═══ RECORDS FOR THE TASK
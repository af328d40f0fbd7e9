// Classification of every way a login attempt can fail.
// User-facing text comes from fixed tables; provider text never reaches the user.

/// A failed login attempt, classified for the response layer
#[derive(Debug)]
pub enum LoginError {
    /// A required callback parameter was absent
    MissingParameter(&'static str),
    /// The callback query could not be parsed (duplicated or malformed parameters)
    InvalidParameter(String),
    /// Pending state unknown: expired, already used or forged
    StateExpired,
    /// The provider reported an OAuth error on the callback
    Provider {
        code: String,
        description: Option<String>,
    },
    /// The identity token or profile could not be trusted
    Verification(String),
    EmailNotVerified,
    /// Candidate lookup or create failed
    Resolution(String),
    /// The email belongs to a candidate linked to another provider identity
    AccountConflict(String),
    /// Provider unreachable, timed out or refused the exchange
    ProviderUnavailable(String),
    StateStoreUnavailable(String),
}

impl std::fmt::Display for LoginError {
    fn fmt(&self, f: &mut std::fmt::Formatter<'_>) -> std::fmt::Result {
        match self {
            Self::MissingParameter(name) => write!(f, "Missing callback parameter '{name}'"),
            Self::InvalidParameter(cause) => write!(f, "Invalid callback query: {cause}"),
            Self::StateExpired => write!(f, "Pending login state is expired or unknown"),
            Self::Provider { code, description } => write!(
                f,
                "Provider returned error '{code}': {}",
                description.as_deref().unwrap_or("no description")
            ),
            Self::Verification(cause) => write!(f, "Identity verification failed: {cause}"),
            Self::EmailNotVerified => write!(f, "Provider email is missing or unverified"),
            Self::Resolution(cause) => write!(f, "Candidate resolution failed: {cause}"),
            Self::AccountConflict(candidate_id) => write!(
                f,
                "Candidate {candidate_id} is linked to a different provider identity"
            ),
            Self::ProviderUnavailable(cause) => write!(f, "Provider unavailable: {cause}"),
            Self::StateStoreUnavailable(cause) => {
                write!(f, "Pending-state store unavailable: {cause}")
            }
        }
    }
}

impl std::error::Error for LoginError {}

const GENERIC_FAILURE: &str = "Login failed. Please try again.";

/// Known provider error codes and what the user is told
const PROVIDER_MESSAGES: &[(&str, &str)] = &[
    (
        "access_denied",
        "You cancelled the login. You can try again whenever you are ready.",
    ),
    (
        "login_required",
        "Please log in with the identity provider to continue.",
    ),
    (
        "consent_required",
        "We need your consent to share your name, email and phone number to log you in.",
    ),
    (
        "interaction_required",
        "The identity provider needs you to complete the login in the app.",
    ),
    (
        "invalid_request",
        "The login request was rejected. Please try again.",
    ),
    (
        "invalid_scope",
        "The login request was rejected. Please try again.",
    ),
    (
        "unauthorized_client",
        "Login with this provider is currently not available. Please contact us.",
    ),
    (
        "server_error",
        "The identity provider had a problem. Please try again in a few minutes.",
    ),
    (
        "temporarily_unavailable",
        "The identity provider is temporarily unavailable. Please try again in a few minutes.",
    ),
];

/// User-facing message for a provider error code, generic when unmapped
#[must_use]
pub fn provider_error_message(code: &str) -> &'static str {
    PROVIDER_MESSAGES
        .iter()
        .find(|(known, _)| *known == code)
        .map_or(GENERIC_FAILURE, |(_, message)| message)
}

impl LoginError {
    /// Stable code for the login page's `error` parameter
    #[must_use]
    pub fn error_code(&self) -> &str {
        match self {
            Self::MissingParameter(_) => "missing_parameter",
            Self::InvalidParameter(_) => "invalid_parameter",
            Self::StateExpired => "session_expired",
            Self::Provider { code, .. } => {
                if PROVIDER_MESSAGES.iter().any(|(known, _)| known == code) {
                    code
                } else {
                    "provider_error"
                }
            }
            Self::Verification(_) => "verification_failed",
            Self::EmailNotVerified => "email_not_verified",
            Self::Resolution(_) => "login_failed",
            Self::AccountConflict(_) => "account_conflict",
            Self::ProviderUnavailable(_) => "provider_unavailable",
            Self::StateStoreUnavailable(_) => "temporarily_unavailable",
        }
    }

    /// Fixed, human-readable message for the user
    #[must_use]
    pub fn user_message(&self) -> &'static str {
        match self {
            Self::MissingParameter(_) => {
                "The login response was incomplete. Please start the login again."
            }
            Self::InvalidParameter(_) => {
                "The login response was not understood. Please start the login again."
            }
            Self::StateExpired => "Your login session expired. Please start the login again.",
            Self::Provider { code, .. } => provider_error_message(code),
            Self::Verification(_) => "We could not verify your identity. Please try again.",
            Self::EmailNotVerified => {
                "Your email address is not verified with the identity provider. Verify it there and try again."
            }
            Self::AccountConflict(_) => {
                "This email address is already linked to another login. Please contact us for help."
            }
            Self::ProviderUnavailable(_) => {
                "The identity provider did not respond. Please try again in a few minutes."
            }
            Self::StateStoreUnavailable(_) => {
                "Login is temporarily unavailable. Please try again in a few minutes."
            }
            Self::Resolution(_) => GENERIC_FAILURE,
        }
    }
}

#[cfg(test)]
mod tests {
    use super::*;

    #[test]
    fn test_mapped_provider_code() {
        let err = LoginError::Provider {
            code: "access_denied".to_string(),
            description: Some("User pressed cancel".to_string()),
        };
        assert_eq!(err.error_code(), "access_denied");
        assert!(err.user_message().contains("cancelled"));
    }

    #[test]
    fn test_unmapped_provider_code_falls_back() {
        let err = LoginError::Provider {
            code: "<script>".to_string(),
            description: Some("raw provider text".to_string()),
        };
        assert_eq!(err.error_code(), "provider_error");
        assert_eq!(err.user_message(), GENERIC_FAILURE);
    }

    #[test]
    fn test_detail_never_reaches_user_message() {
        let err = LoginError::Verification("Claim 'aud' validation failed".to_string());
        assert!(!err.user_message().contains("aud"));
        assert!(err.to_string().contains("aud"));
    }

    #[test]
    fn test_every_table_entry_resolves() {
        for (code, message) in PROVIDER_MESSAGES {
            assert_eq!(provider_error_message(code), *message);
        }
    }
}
══════
» **EXERCISE GOAL**
The entire listing must be repeated without a single change.

» **OUTPUT**
repository af328d40f0fbd7e9
// Classification of every way a login attempt can fail.
// User-facing text comes from fixed tables; provider text never reaches the user.

/// A failed login attempt, classified for the response layer
#[derive(Debug)]
pub enum LoginError {
    /// A required callback parameter was absent
    MissingParameter(&'static str),
    /// The callback query could not be parsed (duplicated or malformed parameters)
    InvalidParameter(String),
    /// Pending state unknown: expired, already used or forged
    StateExpired,
    /// The provider reported an OAuth error on the callback
    Provider {
        code: String,
        description: Option<String>,
    },
    /// The identity token or profile could not be trusted
    Verification(String),
    EmailNotVerified,
    /// Candidate lookup or create failed
    Resolution(String),
    /// The email belongs to a candidate linked to another provider identity
    AccountConflict(String),
    /// Provider unreachable, timed out or refused the exchange
    ProviderUnavailable(String),
    StateStoreUnavailable(String),
}

impl std::fmt::Display for LoginError {
    fn fmt(&self, f: &mut std::fmt::Formatter<'_>) -> std::fmt::Result {
        match self {
            Self::MissingParameter(name) => write!(f, "Missing callback parameter '{name}'"),
            Self::InvalidParameter(cause) => write!(f, "Invalid callback query: {cause}"),
            Self::StateExpired => write!(f, "Pending login state is expired or unknown"),
            Self::Provider { code, description } => write!(
                f,
                "Provider returned error '{code}': {}",
                description.as_deref().unwrap_or("no description")
            ),
            Self::Verification(cause) => write!(f, "Identity verification failed: {cause}"),
            Self::EmailNotVerified => write!(f, "Provider email is missing or unverified"),
            Self::Resolution(cause) => write!(f, "Candidate resolution failed: {cause}"),
            Self::AccountConflict(candidate_id) => write!(
                f,
                "Candidate {candidate_id} is linked to a different provider identity"
            ),
            Self::ProviderUnavailable(cause) => write!(f, "Provider unavailable: {cause}"),
            Self::StateStoreUnavailable(cause) => {
                write!(f, "Pending-state store unavailable: {cause}")
            }
        }
    }
}

impl std::error::Error for LoginError {}

const GENERIC_FAILURE: &str = "Login failed. Please try again.";

/// Known provider error codes and what the user is told
const PROVIDER_MESSAGES: &[(&str, &str)] = &[
    (
        "access_denied",
        "You cancelled the login. You can try again whenever you are ready.",
    ),
    (
        "login_required",
        "Please log in with the identity provider to continue.",
    ),
    (
        "consent_required",
        "We need your consent to share your name, email and phone number to log you in.",
    ),
    (
        "interaction_required",
        "The identity provider needs you to complete the login in the app.",
    ),
    (
        "invalid_request",
        "The login request was rejected. Please try again.",
    ),
    (
        "invalid_scope",
        "The login request was rejected. Please try again.",
    ),
    (
        "unauthorized_client",
        "Login with this provider is currently not available. Please contact us.",
    ),
    (
        "server_error",
        "The identity provider had a problem. Please try again in a few minutes.",
    ),
    (
        "temporarily_unavailable",
        "The identity provider is temporarily unavailable. Please try again in a few minutes.",
    ),
];

/// User-facing message for a provider error code, generic when unmapped
#[must_use]
pub fn provider_error_message(code: &str) -> &'static str {
    PROVIDER_MESSAGES
        .iter()
        .find(|(known, _)| *known == code)
        .map_or(GENERIC_FAILURE, |(_, message)| message)
}

impl LoginError {
    /// Stable code for the login page's `error` parameter
    #[must_use]
    pub fn error_code(&self) -> &str {
        match self {
            Self::MissingParameter(_) => "missing_parameter",
            Self::InvalidParameter(_) => "invalid_parameter",
            Self::StateExpired => "session_expired",
            Self::Provider { code, .. } => {
                if PROVIDER_MESSAGES.iter().any(|(known, _)| known == code) {
                    code
                } else {
                    "provider_error"
                }
            }
            Self::Verification(_) => "verification_failed",
            Self::EmailNotVerified => "email_not_verified",
            Self::Resolution(_) => "login_failed",
            Self::AccountConflict(_) => "account_conflict",
            Self::ProviderUnavailable(_) => "provider_unavailable",
            Self::StateStoreUnavailable(_) => "temporarily_unavailable",
        }
    }

    /// Fixed, human-readable message for the user
    #[must_use]
    pub fn user_message(&self) -> &'static str {
        match self {
            Self::MissingParameter(_) => {
                "The login response was incomplete. Please start the login again."
            }
            Self::InvalidParameter(_) => {
                "The login response was not understood. Please start the login again."
            }
            Self::StateExpired => "Your login session expired. Please start the login again.",
            Self::Provider { code, .. } => provider_error_message(code),
            Self::Verification(_) => "We could not verify your identity. Please try again.",
            Self::EmailNotVerified => {
                "Your email address is not verified with the identity provider. Verify it there and try again."
            }
            Self::AccountConflict(_) => {
                "This email address is already linked to another login. Please contact us for help."
            }
            Self::ProviderUnavailable(_) => {
                "The identity provider did not respond. Please try again in a few minutes."
            }
            Self::StateStoreUnavailable(_) => {
                "Login is temporarily unavailable. Please try again in a few minutes."
            }
            Self::Resolution(_) => GENERIC_FAILURE,
        }
    }
}

#[cfg(test)]
mod tests {
    use super::*;

    #[test]
    fn test_mapped_provider_code() {
        let err = LoginError::Provider {
            code: "access_denied".to_string(),
            description: Some("User pressed cancel".to_string()),
        };
        assert_eq!(err.error_code(), "access_denied");
        assert!(err.user_message().contains("cancelled"));
    }

    #[test]
    fn test_unmapped_provider_code_falls_back() {
        let err = LoginError::Provider {
            code: "<script>".to_string(),
            description: Some("raw provider text".to_string()),
        };
        assert_eq!(err.error_code(), "provider_error");
        assert_eq!(err.user_message(), GENERIC_FAILURE);
    }

    #[test]
    fn test_detail_never_reaches_user_message() {
        let err = LoginError::Verification("Claim 'aud' validation failed".to_string());
        assert!(!err.user_message().contains("aud"));
        assert!(err.to_string().contains("aud"));
    }

    #[test]
    fn test_every_table_entry_resolves() {
        for (code, message) in PROVIDER_MESSAGES {
            assert_eq!(provider_error_message(code), *message);
        }
    }
}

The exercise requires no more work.